The clinical evaluation consisted of a record that included a scale of 5 severity degrees (0 = absent, 1 = slight, 2 = moderate, 3 = intense, 4 = severe) of signs and symptoms detected (scaling, dandruff flakes, scabs, active border, erythema, pustules, itching and local pain). All patients had to give back the utilized containers in order to evaluate treatment adherence.
#Mycological studies
Direct examination. Scales and hair, including the hair bulb, were obtained in duplicate from the most affected area of the head, and fixed with a clear adhesive film on a glass slip. The samples were stained with the Albert colorant in order to identify the yeast form elements and their microscopic morphology thus establishing the species of Malassezia involved (M. furfur: oval, cylindrical or bottle forms; M globosa: spherical forms) [12]. The evaluation was qualitative and depended on the amount of detected elements. Results were declared: 0 = absent, (+) = scarce, (++) = moderate, (+++) = abundant, (++++) = excessive. In those cases, after two and four weeks treatment, in which no scales were found, only the hair and hair bulbs were analyzed. The two species of Malassezia detected in our study were M. furfur and M globosa.

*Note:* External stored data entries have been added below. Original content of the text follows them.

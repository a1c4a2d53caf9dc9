// Mile Tracker - Core Library
// Fuel-economy analytics + CSV interchange over a single-vehicle mileage log

pub mod model;
pub mod analytics;
pub mod csv_codec;
pub mod trends;
pub mod quality;   // Odometer anomalies analytics skips silently
pub mod store;
pub mod service;
pub mod config;

// Re-export commonly used types
pub use model::{
    MileageLog, NewMileageLog, FieldError,
    FUEL_GAUGE_MIN, FUEL_GAUGE_MAX, LITERS_TO_GALLONS,
};
pub use analytics::{compute_analytics, MileageAnalytics};
pub use csv_codec::{
    to_csv, from_csv, CsvImport, ImportError,
    CSV_HEADERS, NO_DATA_SENTINEL,
};
pub use trends::{
    time_series, mpg_series, fuel_price_series, miles_series, cost_per_mile_series,
    TrendPoint,
};
pub use quality::{odometer_report, OdometerReport, OdometerWarning, OdometerIssue};
pub use store::{KeyValueStore, MemoryStore, SqliteStore, StorageError};
pub use service::{
    MileageService, AddMileageError, ImportReport, ImportAborted,
    MILEAGE_LOGS_KEY,
};
pub use config::AppConfig;

/// Library version
pub const VERSION: &str = env!("CARGO_PKG_VERSION");
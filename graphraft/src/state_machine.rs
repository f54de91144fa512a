//! State machine adapter
//!
//! The raft loop drives [`StoreStateMachine`]: committed commands are applied
//! to the registered local stores in log order, the originating caller is
//! woken up, and the cache policy is consulted for every applied batch.

use std::collections::BTreeMap;
use std::sync::atomic::{AtomicBool, Ordering};
use std::sync::Arc;

use tokio::sync::oneshot;

use crate::cache::{CacheEvent, CacheNotifier, CachePolicy, Origin, Role};
use crate::command::{MutationBatch, StoreCommand, StoreType};
use crate::error::{Error, Result};
use crate::pending::PendingRequests;
use crate::pool::WorkerPool;
use crate::raft::StateMachine;
use crate::store::BackendStore;

pub type StoreRegistry = BTreeMap<StoreType, Arc<dyn BackendStore>>;

/// Flags shared between the state machine and the cluster context
#[derive(Debug, Default)]
pub struct RoleFlags {
    pub leader: AtomicBool,
    pub failed: AtomicBool,
}

pub struct StoreStateMachine {
    id: u64,
    stores: Arc<StoreRegistry>,
    pending: Arc<PendingRequests>,
    notifier: Arc<CacheNotifier>,
    backend_pool: Arc<WorkerPool>,
    snapshot_pool: Arc<WorkerPool>,
    flags: Arc<RoleFlags>,
    role: Role,
    last_applied: u64,
}

impl StoreStateMachine {
    pub fn new(
        id: u64,
        stores: Arc<StoreRegistry>,
        pending: Arc<PendingRequests>,
        notifier: Arc<CacheNotifier>,
        backend_pool: Arc<WorkerPool>,
        snapshot_pool: Arc<WorkerPool>,
        flags: Arc<RoleFlags>,
    ) -> Self {
        StoreStateMachine {
            id,
            stores,
            pending,
            notifier,
            backend_pool,
            snapshot_pool,
            flags,
            role: Role::Follower,
            last_applied: 0,
        }
    }

    /// Applies one command atomically to its store
    fn apply_command(&self, command: &StoreCommand) -> Result<MutationBatch> {
        let store = self.stores.get(&command.store).ok_or_else(|| {
            Error::Apply(format!("no local store registered for {}", command.store))
        })?;
        let batch = command.mutation()?;

        store
            .begin_tx()
            .map_err(|e| Error::Apply(format!("{:#}", e)))?;
        if let Err(e) = store.mutate(&batch).and_then(|_| store.commit_tx()) {
            if let Err(rollback) = store.rollback_tx() {
                log::error!("Failed to rollback store {}: {:#}", store.name(), rollback);
            }
            return Err(Error::Apply(format!("{:#}", e)));
        }
        Ok(batch)
    }

    /// Hands cache events to the backend pool
    fn dispatch(&self, events: Vec<CacheEvent>) {
        let notifier = self.notifier.clone();
        if let Err(e) = self.backend_pool.execute(move || {
            notifier.notify(events);
        }) {
            log::warn!("Failed to dispatch cache events: {}", e);
        }
    }
}

impl StateMachine for StoreStateMachine {
    fn on_apply(&mut self, index: u64, data: &[u8]) {
        if index <= self.last_applied {
            log::debug!(
                "Skip entry {} already applied up to {}",
                index,
                self.last_applied
            );
            return;
        }
        self.last_applied = index;

        let command = match StoreCommand::decode(data) {
            Ok(command) => command,
            Err(e) => {
                log::error!("Failed to decode raft entry {}: {}", index, e);
                self.pending.fail_entry(index, &e.to_string());
                return;
            }
        };

        let result = self.apply_command(&command).map(|batch| {
            let origin = Origin::of(self.role, command.forwarded, command.origin == self.id);
            let events = CachePolicy::events(self.role, origin, command.store, &batch);
            if !events.is_empty() {
                self.dispatch(events);
            }
            index
        });
        if let Err(e) = &result {
            log::error!(
                "Failed to apply entry {} to store {}: {}",
                index,
                command.store,
                e
            );
        }

        if command.origin == self.id {
            self.pending.resolve(&command.request_id, result);
        }
    }

    fn on_leader_start(&mut self, term: u64) {
        log::info!("Node {} starts leading at term {}", self.id, term);
        self.role = Role::Leader;
        self.flags.leader.store(true, Ordering::SeqCst);
        self.dispatch(CachePolicy::clear_all());
    }

    fn on_leader_stop(&mut self) {
        log::info!("Node {} stops leading", self.id);
        self.role = Role::Follower;
        self.flags.leader.store(false, Ordering::SeqCst);
        self.dispatch(CachePolicy::clear_all());
    }

    fn on_snapshot_save(&mut self) -> oneshot::Receiver<Result<Vec<u8>>> {
        let (tx, rx) = oneshot::channel();
        let stores = self.stores.clone();
        let submitted = self.snapshot_pool.execute(move || {
            let _ = tx.send(save_stores(&stores));
        });
        if let Err(e) = submitted {
            log::warn!("Failed to schedule snapshot save: {}", e);
        }
        rx
    }

    fn on_snapshot_load(
        &mut self,
        index: u64,
        _term: u64,
        data: Vec<u8>,
    ) -> oneshot::Receiver<Result<()>> {
        self.last_applied = index;
        let (tx, rx) = oneshot::channel();
        let stores = self.stores.clone();
        let submitted = self.snapshot_pool.execute(move || {
            let _ = tx.send(load_stores(&stores, &data));
        });
        if let Err(e) = submitted {
            log::warn!("Failed to schedule snapshot load: {}", e);
        }
        rx
    }

    fn on_error(&mut self, error: &Error) {
        log::error!(
            "Node {} stops accepting writes after raft error: {}",
            self.id,
            error
        );
        self.flags.failed.store(true, Ordering::SeqCst);
        self.flags.leader.store(false, Ordering::SeqCst);
    }

    fn last_applied(&self) -> u64 {
        self.last_applied
    }
}

fn save_stores(stores: &StoreRegistry) -> Result<Vec<u8>> {
    let mut images = Vec::with_capacity(stores.len());
    for (store_type, store) in stores {
        let image = store.snapshot().map_err(|e| {
            Error::Apply(format!("failed to snapshot store {}: {:#}", store_type, e))
        })?;
        images.push((*store_type, image));
    }
    Ok(bincode::serialize(&images)?)
}

fn load_stores(stores: &StoreRegistry, data: &[u8]) -> Result<()> {
    let images: Vec<(StoreType, Vec<u8>)> = bincode::deserialize(data)?;
    for (store_type, image) in images {
        match stores.get(&store_type) {
            Some(store) => store.restore(&image).map_err(|e| {
                Error::Apply(format!("failed to restore store {}: {:#}", store_type, e))
            })?,
            None => log::warn!("Snapshot has data of unregistered store {}", store_type),
        }
    }
    Ok(())
}
#[tokio::test(flavor = "multi_thread", worker_threads = 4)]
async fn test_safe_read_busy_when_pool_saturated() {
    let cluster = TestCluster::start(3, |config| {
        config.safe_read = true;
        config.read_index_threads = 1;
        config.pool_queue_size = 1;
        config.rpc_timeout_secs = 3;
    })
    .await;
    let leader = cluster.leader().await;
    // read indexes of an isolated leader are never confirmed
    cluster.network.isolate(cluster.nodes[leader].id);

    // one running on the core worker, one queued, three on extra workers
    let mut blocked = Vec::new();
    for _ in 0..5 {
        let store = cluster.nodes[leader].graph().clone();
        blocked.push(tokio::spawn(async move {
            store
                .safe_read(|store| store.get(EntityType::Vertex, "v1"))
                .await
        }));
        time::sleep(Duration::from_millis(50)).await;
    }
    let result = cluster.nodes[leader]
        .graph()
        .safe_read(|store| store.get(EntityType::Vertex, "v1"))
        .await;
    assert!(matches!(result, Err(Error::Busy)));

    for read in blocked {
        assert!(matches!(
            read.await.unwrap(),
            Err(Error::Timeout(Phase::ReadIndex))
        ));
    }
    cluster.network.heal(cluster.nodes[leader].id);
    cluster.shutdown().await;
}

#[tokio::test(flavor = "multi_thread", worker_threads = 4)]
async fn test_safe_read_sees_committed_write() {
    let cluster = TestCluster::start(3, |config| config.safe_read = true).await;
    let leader = cluster.leader().await;
    let follower = cluster.follower(leader);

    cluster.nodes[leader]
        .graph()
        .apply(&vertex_batch("v3", b"josh"))
        .await
        .unwrap();
    let value = cluster.nodes[follower]
        .graph()
        .safe_read(|store| store.get(EntityType::Vertex, "v3"))
        .await
        .unwrap();
    assert_eq!(value, Some(b"josh".to_vec()));
    cluster.shutdown().await;
}

#[tokio::test(flavor = "multi_thread", worker_threads = 4)]
async fn test_follower_without_forwarding_rejects_writes() {
    let cluster = TestCluster::start(3, |config| config.forward_writes = false).await;
    let leader = cluster.leader().await;
    let follower = cluster.follower(leader);

    let result = cluster.nodes[follower]
        .graph()
        .apply(&vertex_batch("v4", b"peter"))
        .await;
    match result {
        Err(Error::NotLeader { leader: Some(peer) }) => {
            assert_eq!(peer.id, cluster.nodes[leader].id)
        }
        other => panic!("unexpected {:?}", other),
    }
    assert!(cluster.nodes[follower].vertex("v4").is_none());
    cluster.shutdown().await;
}

#[tokio::test(flavor = "multi_thread", worker_threads = 4)]
async fn test_transfer_and_remove_peer() {
    let cluster = TestCluster::start(3, |_| {}).await;
    let leader = cluster.leader().await;
    let target = cluster.follower(leader);

    cluster.nodes[leader]
        .context
        .transfer_leadership(&endpoint(target + 1))
        .await
        .unwrap();
    eventually("transferee to lead", || cluster.nodes[target].context.is_leader()).await;
    // commits an entry of the new term so no membership change is pending
    cluster.nodes[target]
        .graph()
        .apply(&vertex_batch("v7", b"lop"))
        .await
        .unwrap();

    let removed = cluster.follower(target);
    let removed_id = cluster.nodes[removed].id;
    cluster.nodes[target].context.remove_peer(removed_id).await.unwrap();
    let peers = cluster.nodes[target].context.list_peers();
    assert_eq!(peers.len(), 2);
    assert!(peers.iter().all(|state| state.peer.id != removed_id));

    assert!(matches!(
        cluster.nodes[target].context.remove_peer(removed_id).await,
        Err(Error::Configuration(_))
    ));
    cluster.shutdown().await;
}

#[tokio::test(flavor = "multi_thread", worker_threads = 2)]
async fn test_restart_replays_log() {
    let dir = tempfile::tempdir().unwrap();
    let config = test_config(&endpoint(1), &dir.path().join("node1"));
    {
        let node = TestNode::new(1, config.clone());
        let network = LocalNetwork::new();
        let transport = network.join(1, &node.context);
        node.context.start(&endpoint(1), transport).await.unwrap();
        node.context.await_ready(WAIT, WAIT).await.unwrap();
        node.graph().apply(&vertex_batch("v5", b"ripple")).await.unwrap();
        node.context.shutdown().await;
    }

    let node = TestNode::new(1, config);
    let network = LocalNetwork::new();
    let transport = network.join(1, &node.context);
    node.context.start(&endpoint(1), transport).await.unwrap();
    node.context.await_ready(WAIT, WAIT).await.unwrap();
    eventually("log replay", || node.vertex("v5").is_some()).await;
    node.context.shutdown().await;
}

#[tokio::test(flavor = "multi_thread", worker_threads = 2)]
async fn test_shutdown_is_idempotent() {
    let cluster = TestCluster::start(1, |_| {}).await;
    let node = &cluster.nodes[0];
    node.context.shutdown().await;
    node.context.shutdown().await;
    assert!(!node.context.is_leader());
    assert!(matches!(
        node.graph().apply(&vertex_batch("v6", b"lop")).await,
        Err(Error::Stopped)
    ));
}

#[tokio::test(flavor = "multi_thread", worker_threads = 2)]
async fn test_no_quorum_times_out_election() {
    let dir = tempfile::tempdir().unwrap();
    let peers = (1..=3).map(endpoint).collect::<Vec<_>>().join(",");
    let node = TestNode::new(1, test_config(&peers, dir.path()));
    let network = LocalNetwork::new();
    let transport = network.join(1, &node.context);
    node.context.start(&endpoint(1), transport).await.unwrap();

    let result = node
        .context
        .await_ready(Duration::from_secs(1), Duration::from_secs(1))
        .await;
    assert!(matches!(result, Err(Error::Timeout(Phase::Election))));
    node.context.shutdown().await;
}

#[tokio::test]
async fn test_startup_errors() {
    let dir = tempfile::tempdir().unwrap();
    let file = dir.path().join("not-a-dir");
    std::fs::write(&file, b"x").unwrap();

    let node = TestNode::new(1, test_config(&endpoint(1), &file));
    let network = LocalNetwork::new();
    let result = node
        .context
        .start(&endpoint(1), network.join(1, &node.context))
        .await;
    assert!(matches!(result, Err(Error::Startup(_))));

    let stranger = TestNode::new(1, test_config(&endpoint(1), dir.path()));
    let result = stranger
        .context
        .start(&endpoint(7), network.join(7, &stranger.context))
        .await;
    assert!(matches!(result, Err(Error::Startup(_))));
}

#[test]
fn test_invalid_configuration() {
    let dir = tempfile::tempdir().unwrap();
    let mut config = test_config(&endpoint(1), dir.path());
    config.busy_min_sleep_ms = 100;
    config.busy_max_sleep_ms = 10;
    assert!(matches!(
        ClusterContext::new(GROUP, config),
        Err(Error::Configuration(_))
    ));

    let config = test_config("127.0.0.1:9001,7@127.0.0.1:9002", dir.path());
    assert!(matches!(
        ClusterContext::new(GROUP, config),
        Err(Error::Configuration(_))
    ));
}

#[test]
#[should_panic(expected = "already registered")]
fn test_register_twice_panics() {
    let dir = tempfile::tempdir().unwrap();
    let context = ClusterContext::new(GROUP, test_config(&endpoint(1), dir.path())).unwrap();
    context.register(StoreType::Graph, Arc::new(MemoryStore::new("graph")));
    context.register(StoreType::Graph, Arc::new(MemoryStore::new("graph")));
}
use std::collections::BTreeMap;
use std::fmt;
use std::str::FromStr;
use std::time::Duration;

use log::warn;
use serde_derive::Deserialize;

use crate::error::{Error, Result};

/// One member of a consensus group
#[derive(Debug, Clone, PartialEq, Eq, Hash)]
pub struct Peer {
    pub id: u64,
    pub addr: String,
}

impl Peer {
    pub fn new(id: u64, addr: impl Into<String>) -> Self {
        Peer {
            id,
            addr: addr.into(),
        }
    }
}

impl fmt::Display for Peer {
    fn fmt(&self, f: &mut fmt::Formatter<'_>) -> fmt::Result {
        write!(f, "{}@{}", self.id, self.addr)
    }
}

impl FromStr for Peer {
    type Err = Error;

    fn from_str(s: &str) -> Result<Self> {
        let (id, addr) = s
            .trim()
            .split_once('@')
            .ok_or_else(|| Error::Configuration(format!("peer '{}' is not id@host:port", s)))?;
        let id = id
            .parse::<u64>()
            .map_err(|_| Error::Configuration(format!("invalid peer id in '{}'", s)))?;
        if id == 0 {
            return Err(Error::Configuration(format!("peer id must not be 0: '{}'", s)));
        }
        check_addr(addr)?;
        Ok(Peer::new(id, addr))
    }
}

fn check_addr(addr: &str) -> Result<()> {
    let (host, port) = addr
        .rsplit_once(':')
        .ok_or_else(|| Error::Configuration(format!("peer address '{}' has no port", addr)))?;
    if host.is_empty() || host.contains(char::is_whitespace) {
        return Err(Error::Configuration(format!(
            "peer address '{}' has an invalid host",
            addr
        )));
    }
    port.parse::<u16>()
        .map_err(|_| Error::Configuration(format!("peer address '{}' has an invalid port", addr)))?;
    Ok(())
}

/// The set of peers forming a consensus group, keyed by raft node id.
///
/// Peer lists are written either as plain `host:port` entries, which get ids
/// `1..=n` by position, or as `id@host:port` entries. Every node of a group
/// must be given the same list.
#[derive(Debug, Clone, Default, PartialEq, Eq)]
pub struct GroupConfiguration {
    peers: BTreeMap<u64, String>,
}

impl GroupConfiguration {
    pub fn parse(list: &str) -> Result<Self> {
        let entries: Vec<&str> = list.split(',').map(str::trim).collect();
        if entries.iter().all(|e| e.is_empty()) {
            return Err(Error::Configuration("group peers must not be empty".into()));
        }
        if let Some(pos) = entries.iter().position(|e| e.is_empty()) {
            return Err(Error::Configuration(format!(
                "empty peer at position {} in '{}'",
                pos + 1,
                list
            )));
        }

        let explicit = entries.iter().filter(|e| e.contains('@')).count();
        if explicit != 0 && explicit != entries.len() {
            return Err(Error::Configuration(format!(
                "peers must either all carry ids or none: '{}'",
                list
            )));
        }

        let mut group = GroupConfiguration::default();
        for (i, entry) in entries.iter().enumerate() {
            let peer = if explicit == 0 {
                check_addr(entry)?;
                Peer::new(i as u64 + 1, *entry)
            } else {
                entry.parse::<Peer>()?
            };
            group.insert(peer)?;
        }
        Ok(group)
    }

    pub fn insert(&mut self, peer: Peer) -> Result<()> {
        if self.peers.contains_key(&peer.id) {
            return Err(Error::Configuration(format!("duplicate peer id {}", peer.id)));
        }
        if self.find_by_addr(&peer.addr).is_some() {
            return Err(Error::Configuration(format!(
                "duplicate peer address {}",
                peer.addr
            )));
        }
        self.peers.insert(peer.id, peer.addr);
        Ok(())
    }

    pub fn remove(&mut self, id: u64) -> Option<Peer> {
        self.peers.remove(&id).map(|addr| Peer::new(id, addr))
    }

    pub fn peer(&self, id: u64) -> Option<Peer> {
        self.peers.get(&id).map(|addr| Peer::new(id, addr.clone()))
    }

    pub fn find_by_addr(&self, addr: &str) -> Option<Peer> {
        self.peers
            .iter()
            .find(|(_, a)| a.as_str() == addr)
            .map(|(id, a)| Peer::new(*id, a.clone()))
    }

    pub fn contains(&self, id: u64) -> bool {
        self.peers.contains_key(&id)
    }

    pub fn ids(&self) -> Vec<u64> {
        self.peers.keys().copied().collect()
    }

    pub fn peers(&self) -> Vec<Peer> {
        self.peers
            .iter()
            .map(|(id, addr)| Peer::new(*id, addr.clone()))
            .collect()
    }

    pub fn len(&self) -> usize {
        self.peers.len()
    }

    pub fn is_empty(&self) -> bool {
        self.peers.is_empty()
    }
}

fn cpus() -> usize {
    std::thread::available_parallelism()
        .map(|n| n.get())
        .unwrap_or(4)
}

/// Options of the replication layer. Every option has a default; `validate`
/// rejects values that cannot work before anything is started.
#[derive(Debug, Deserialize, Clone)]
#[serde(default)]
pub struct RaftConfig {
    pub group_peers: String,
    pub path: String,
    pub safe_read: bool,
    pub read_strategy: String,
    pub forward_writes: bool,
    pub election_timeout_ms: u64,
    pub tick_interval_ms: u64,
    pub snapshot_interval_secs: u64,
    pub apply_batch: usize,
    pub queue_size: usize,
    pub queue_publish_timeout_secs: u64,
    pub replicator_pipeline: usize,
    pub read_index_threads: usize,
    pub snapshot_threads: usize,
    pub backend_threads: usize,
    pub pool_queue_size: usize,
    pub pool_keep_alive_secs: u64,
    pub rpc_connect_timeout_ms: u64,
    pub rpc_timeout_secs: u64,
    pub install_snapshot_timeout_secs: u64,
    pub apply_timeout_secs: u64,
    pub busy_min_sleep_ms: u64,
    pub busy_max_sleep_ms: u64,
    pub wait_leader_timeout_secs: u64,
    pub wait_log_sync_timeout_secs: u64,
    pub cache_event_queue_size: usize,
}

impl Default for RaftConfig {
    fn default() -> Self {
        RaftConfig {
            group_peers: String::new(),
            path: "./raft-log".to_string(),
            safe_read: false,
            read_strategy: "ReadOnlySafe".to_string(),
            forward_writes: true,
            election_timeout_ms: 10_000,
            tick_interval_ms: 100,
            snapshot_interval_secs: 3600,
            apply_batch: 1,
            queue_size: 16384,
            queue_publish_timeout_secs: 60,
            replicator_pipeline: 256,
            read_index_threads: 8,
            snapshot_threads: 4,
            backend_threads: cpus(),
            pool_queue_size: cpus(),
            pool_keep_alive_secs: 300,
            rpc_connect_timeout_ms: 5000,
            rpc_timeout_secs: 60,
            install_snapshot_timeout_secs: 3600,
            apply_timeout_secs: 1800,
            busy_min_sleep_ms: 3000,
            busy_max_sleep_ms: 5000,
            wait_leader_timeout_secs: 600,
            wait_log_sync_timeout_secs: 1800,
            cache_event_queue_size: 1024,
        }
    }
}

impl RaftConfig {
    pub fn validate(&self) -> Result<()> {
        fn positive(name: &str, value: u64) -> Result<()> {
            if value == 0 {
                return Err(Error::Configuration(format!("{} must be positive", name)));
            }
            Ok(())
        }

        positive("election_timeout_ms", self.election_timeout_ms)?;
        positive("tick_interval_ms", self.tick_interval_ms)?;
        positive("snapshot_interval_secs", self.snapshot_interval_secs)?;
        positive("apply_batch", self.apply_batch as u64)?;
        positive("queue_size", self.queue_size as u64)?;
        positive("queue_publish_timeout_secs", self.queue_publish_timeout_secs)?;
        positive("replicator_pipeline", self.replicator_pipeline as u64)?;
        positive("read_index_threads", self.read_index_threads as u64)?;
        positive("snapshot_threads", self.snapshot_threads as u64)?;
        positive("backend_threads", self.backend_threads as u64)?;
        positive("pool_queue_size", self.pool_queue_size as u64)?;
        positive("pool_keep_alive_secs", self.pool_keep_alive_secs)?;
        positive("rpc_connect_timeout_ms", self.rpc_connect_timeout_ms)?;
        positive("rpc_timeout_secs", self.rpc_timeout_secs)?;
        positive("install_snapshot_timeout_secs", self.install_snapshot_timeout_secs)?;
        positive("apply_timeout_secs", self.apply_timeout_secs)?;
        positive("wait_leader_timeout_secs", self.wait_leader_timeout_secs)?;
        positive("wait_log_sync_timeout_secs", self.wait_log_sync_timeout_secs)?;
        positive("cache_event_queue_size", self.cache_event_queue_size as u64)?;

        if self.election_timeout_ms < 2 * self.tick_interval_ms {
            return Err(Error::Configuration(format!(
                "election_timeout_ms ({}) must be at least two ticks ({} ms each)",
                self.election_timeout_ms, self.tick_interval_ms
            )));
        }
        if self.busy_min_sleep_ms > self.busy_max_sleep_ms {
            return Err(Error::Configuration(format!(
                "busy_min_sleep_ms ({}) is greater than busy_max_sleep_ms ({})",
                self.busy_min_sleep_ms, self.busy_max_sleep_ms
            )));
        }
        if self.path.trim().is_empty() {
            return Err(Error::Configuration("path must not be empty".into()));
        }
        self.read_only_option()?;
        Ok(())
    }

    pub fn read_only_option(&self) -> Result<raft::ReadOnlyOption> {
        match self.read_strategy.as_str() {
            "ReadOnlySafe" => Ok(raft::ReadOnlyOption::Safe),
            "ReadOnlyLeaseBased" => Ok(raft::ReadOnlyOption::LeaseBased),
            other => Err(Error::Configuration(format!(
                "unknown read_strategy '{}', expect ReadOnlySafe or ReadOnlyLeaseBased",
                other
            ))),
        }
    }

    /// Election timeout expressed in raft ticks
    pub fn election_tick(&self) -> usize {
        (self.election_timeout_ms / self.tick_interval_ms) as usize
    }

    /// Heartbeats are sent ten times per election timeout
    pub fn heartbeat_tick(&self) -> usize {
        (self.election_tick() / 10).max(1)
    }

    pub fn tick_interval(&self) -> Duration {
        Duration::from_millis(self.tick_interval_ms)
    }

    pub fn election_timeout(&self) -> Duration {
        Duration::from_millis(self.election_timeout_ms)
    }

    pub fn snapshot_interval(&self) -> Duration {
        Duration::from_secs(self.snapshot_interval_secs)
    }

    pub fn queue_publish_timeout(&self) -> Duration {
        Duration::from_secs(self.queue_publish_timeout_secs)
    }

    pub fn pool_keep_alive(&self) -> Duration {
        Duration::from_secs(self.pool_keep_alive_secs)
    }

    pub fn rpc_connect_timeout(&self) -> Duration {
        Duration::from_millis(self.rpc_connect_timeout_ms)
    }

    pub fn rpc_timeout(&self) -> Duration {
        Duration::from_secs(self.rpc_timeout_secs)
    }

    pub fn install_snapshot_timeout(&self) -> Duration {
        Duration::from_secs(self.install_snapshot_timeout_secs)
    }

    pub fn apply_timeout(&self) -> Duration {
        Duration::from_secs(self.apply_timeout_secs)
    }

    pub fn busy_sleep_range(&self) -> (Duration, Duration) {
        (
            Duration::from_millis(self.busy_min_sleep_ms),
            Duration::from_millis(self.busy_max_sleep_ms),
        )
    }

    pub fn wait_leader_timeout(&self) -> Duration {
        Duration::from_secs(self.wait_leader_timeout_secs)
    }

    pub fn wait_log_sync_timeout(&self) -> Duration {
        Duration::from_secs(self.wait_log_sync_timeout_secs)
    }
}

/// Process level configuration of the `graphraft` binary
#[derive(Debug, Deserialize, Clone)]
#[serde(default)]
pub struct RuntimeConfig {
    pub group: String,
    pub endpoint: String,
    pub metrics_addr: String,
    pub raft: RaftConfig,
}

impl Default for RuntimeConfig {
    fn default() -> Self {
        RuntimeConfig {
            group: "graph".to_string(),
            endpoint: "127.0.0.1:8281".to_string(),
            metrics_addr: "0.0.0.0:8291".to_string(),
            raft: RaftConfig::default(),
        }
    }
}

impl RuntimeConfig {
    pub fn from_toml(path: &str) -> Result<Self> {
        let contents = match std::fs::read_to_string(path) {
            Ok(c) => c,
            Err(e) => {
                warn!(
                    "Something went wrong reading the runtime config file {}, {:?}",
                    path, e
                );
                return Ok(RuntimeConfig::default());
            }
        };
        Self::parse(&contents)
    }

    pub fn parse(contents: &str) -> Result<Self> {
        toml::from_str(contents).map_err(|e| Error::Configuration(e.to_string()))
    }
}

Cultures. Scales and the proximal portion of hair were spread on mycobiotic agar plus olive oil and incubated for 15 days at 25 °C. It was declared a negative culture when, at the end of the incubation period, no colonies were detected. It was declared a positive culture, when white or yellow colonies of creamy consistency were detected, showing the presence of yeast or yeast form elements with the Gram stain. The Malassezia species were identified by biochemical tests [13].
#Outcome variables
The evaluated outcome variables were: a) Clinical effectiveness, which was declared when the signs and symptoms attributed to the pathology under study and that were detected at basal conditions, were totally absent; b) Mycological effectiveness, which was achieved upon detection of a negative direct examination and culture; c) Tolerability, which was determined by the absence of local and systemic side effects attributed to the assigned treatment; d) Therapeutic successes, when there was clinical and mycological effectiveness, as well as tolerability. A therapeutic failure was declared when, at the end of the treatment, there were signs and symptoms of the pathology under study, or a positive mycological test, as well as when the patient showed severe or intense side effects, in which case it was necessary to withdraw the treatment.
#Statistical analysis
The obtained results were captured in a data base and analyzed with the STATA statistical software. In order to identify significant differences between categorical variables, the χ2 hypothesis test was employed; for continuous variables, with normal distribution, the ANOVA test was used; whilst the Mann-Whitney test was used for identifying differences between medians. Values of p ≤ 0.05 were considered for establishing significant differences.
#Results
A total of 120 patients with a clinical diagnosis of Pityriasis capitis were included, 14 of whom were eliminated because the initial mycological direct examination detected no yeast presence; therefore, the basal conditions evaluated 106 subjects. During the first two weeks, two patients withdrew from the study due to non-medical reasons and one more was eliminated because a clinical pattern of Tinea capitis was detected. The final analysis included 103 patients, 51 in the experimental group and 52 in the control. Table [1] shows the basal conditions of the population under study. It is notable that, in a statistical analysis of the evaluated parameters, no significant differences between groups of treatment were found (p > 0.14). After analyzing the entire studied population, it was found that the average age was 34.8 years, the mean time evolution of the disease was 17.9 months; 26 subjects (24.27 %) had previously received empirical treatments (cosmetic products for local application as shampoo) for treating dandruff. In this study women predominated (71, 68.93 %), half of the patients had a relative with dandruff; a moderate degree of severity was present in 56 subjects (54.37 %), while in 44 subjects (42.72 %), an excessive amount of yeast forms were detected. Malassezia furfur and M. globosa, in a similar proportion, were the two types of yeast identified, and 10 cases (9.71 %) showed a mixed infestation. Only 8 subjects had a positive culture (7.77 %), four in the S. chrysotrichum group (2 of M. globosa, 1 of M. furfur and the other with a mixed infestation) and four in ketoconazole group (all with M. furfur).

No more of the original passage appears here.